Pour la CTIF, « la présomption est grande que les investissements observés ci-dessus aient été effectués pour le compte de Francesco (NDLR: son vrai prénom) Fornieri, ce dernier disposant manifestement d’informations privilégiées » . Le CEO de Mithra savait en effet à l’avance ce que la société allait annoncer publiquement le 7 janvier 2019. « Les plus-values réalisées seraient dès lors le résultat d’un délit boursier », poursuit la CTIF. Qui ajoute: « La revente d’une partie des actions en réalisant une plus-value constituerait dès lors le blanchiment de capitaux provenant d’un délit boursier. » La plus-value de 9 450 euros réalisée le 5 mars 2019 par Di Giovanni, en transformant des actions « salement » acquises en argent liquide « neutre », serait donc une opération de blanchiment.

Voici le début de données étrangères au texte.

impl PropertyValue {
    /// Empty value of a variable-size kind, used when a backing stream is missing
    /// and the parser is configured to degrade instead of failing.
    pub fn empty_of(ty: PropertyType) -> Self {
        match ty {
            PropertyType::String8 => Self::String8(Vec::new()),
            PropertyType::Unicode => Self::Unicode(String::new()),
            PropertyType::Guid => Self::Guid([0; 16]),
            PropertyType::MultiInteger16 => Self::MultiInteger16(Vec::new()),
            PropertyType::MultiInteger32 => Self::MultiInteger32(Vec::new()),
            PropertyType::MultiFloating32 => Self::MultiFloating32(Vec::new()),
            PropertyType::MultiFloating64 => Self::MultiFloating64(Vec::new()),
            PropertyType::MultiCurrency => Self::MultiCurrency(Vec::new()),
            PropertyType::MultiFloatingTime => Self::MultiFloatingTime(Vec::new()),
            PropertyType::MultiInteger64 => Self::MultiInteger64(Vec::new()),
            PropertyType::MultiTime => Self::MultiTime(Vec::new()),
            PropertyType::MultiGuid => Self::MultiGuid(Vec::new()),
            PropertyType::MultiString8 => Self::MultiString8(Vec::new()),
            PropertyType::MultiUnicode => Self::MultiUnicode(Vec::new()),
            PropertyType::MultiBinary => Self::MultiBinary(Vec::new()),
            _ => Self::Binary(Vec::new()),
        }
    }

    pub fn as_i32(&self) -> Option<i32> {
        match self {
            Self::Integer16(v) => Some(i32::from(*v)),
            Self::Integer32(v) => Some(*v),
            _ => None,
        }
    }

    pub fn as_bool(&self) -> Option<bool> {
        match self {
            Self::Boolean(v) => Some(*v),
            _ => None,
        }
    }

    pub fn as_bytes(&self) -> Option<&[u8]> {
        match self {
            Self::Binary(v) | Self::String8(v) => Some(v),
            _ => None,
        }
    }

    pub fn as_time(&self) -> Option<DateTime<Utc>> {
        match self {
            Self::Time(t) => t.to_datetime(),
            _ => None,
        }
    }

    /// Decode a string value. 8-bit strings go through `codepage`.
    pub fn to_text(&self, codepage: u32) -> Option<String> {
        match self {
            Self::Unicode(s) => Some(s.clone()),
            Self::String8(bytes) => Some(codepage::decode(codepage, bytes)),
            _ => None,
        }
    }

    /// Short single-line rendering for terminal output.
    pub fn summary(&self, codepage: u32) -> String {
        match self {
            Self::Null => "null".to_string(),
            Self::Integer16(v) => v.to_string(),
            Self::Integer32(v) => v.to_string(),
            Self::Floating32(v) => v.to_string(),
            Self::Floating64(v) | Self::FloatingTime(v) => v.to_string(),
            Self::Currency(v) => {
                let sign = if *v < 0 { "-" } else { "" };
                let abs = v.unsigned_abs();
                format!("{sign}{}.{:04}", abs / 10_000, abs % 10_000)
            }
            Self::ErrorCode(v) => format!("error 0x{v:08X}"),
            Self::Boolean(v) => v.to_string(),
            Self::Integer64(v) => v.to_string(),
            Self::Time(t) => match t.to_datetime() {
                Some(dt) => dt.to_rfc3339(),
                None => format!("filetime {}", t.0),
            },
            Self::Guid(g) => format_guid(g),
            Self::String8(_) | Self::Unicode(_) => {
                self.to_text(codepage).unwrap_or_default().replace(['\r', '\n'], " ")
            }
            Self::Binary(b) => format!("<{} bytes> {}", b.len(), hex_prefix(b, 16)),
            Self::Object { size } => format!("<object, {size} bytes>"),
            Self::MultiInteger16(v) => format!("{v:?}"),
            Self::MultiInteger32(v) => format!("{v:?}"),
            Self::MultiFloating32(v) => format!("{v:?}"),
            Self::MultiFloating64(v) | Self::MultiFloatingTime(v) => format!("{v:?}"),
            Self::MultiCurrency(v) | Self::MultiInteger64(v) => format!("{v:?}"),
            Self::MultiTime(v) => {
                let items: Vec<String> = v
                    .iter()
                    .map(|t| t.to_datetime().map(|d| d.to_rfc3339()).unwrap_or_default())
                    .collect();
                format!("{items:?}")
            }
            Self::MultiGuid(v) => {
                let items: Vec<String> = v.iter().map(format_guid).collect();
                format!("{items:?}")
            }
            Self::MultiString8(v) => {
                let items: Vec<String> = v.iter().map(|b| codepage::decode(codepage, b)).collect();
                format!("{items:?}")
            }
            Self::MultiUnicode(v) => format!("{v:?}"),
            Self::MultiBinary(v) => format!("<{} binary values>", v.len()),
            Self::Unknown { code, raw } => format!("<type 0x{code:04X}> {}", hex_prefix(raw, 8)),
        }
    }
}

/// Format a little-endian GUID in registry form.
fn format_guid(g: &[u8; 16]) -> String {
    format!(
        "{{{:02X}{:02X}{:02X}{:02X}-{:02X}{:02X}-{:02X}{:02X}-{:02X}{:02X}-{:02X}{:02X}{:02X}{:02X}{:02X}{:02X}}}",
        g[3], g[2], g[1], g[0], g[5], g[4], g[7], g[6], g[8], g[9], g[10], g[11], g[12], g[13],
        g[14], g[15]
    )
}

fn hex_prefix(bytes: &[u8], max: usize) -> String {
    let mut out: String = bytes
        .iter()
        .take(max)
        .map(|b| format!("{b:02x}"))
        .collect::<Vec<_>>()
        .join(" ");
    if bytes.len() > max {
        out.push_str(" …");
    }
    out
}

La « face cachée » de Di Giovanni

Le rapport de la CTIF dévoile aussi la « face cachée » de Samuel Di Giovanni, généralement présenté comme un self-made man bosseur et intègre, ayant réussi à la force du poignet: « Samuel Di Giovanni est connu des services de police belges pour différents faits. Il est notamment connu pour des infractions en matière de travail (travail au noir, travailleurs étrangers…), fraude à la TVA… » Les dossiers pointés par la CTIF pour les infractions en matière de travail datent de 2009, 2010 et 2017. Le dossier de fraude à la TVA a, lui, été ouvert en 2009. La CTIF, qui se documente dans différentes bases de données, souligne que « Francesco Fornieri et Samuel Di Giovanni se connaissent bien » et qu' »ils apparaissent par ailleurs ensemble dans une information policière de 2018. »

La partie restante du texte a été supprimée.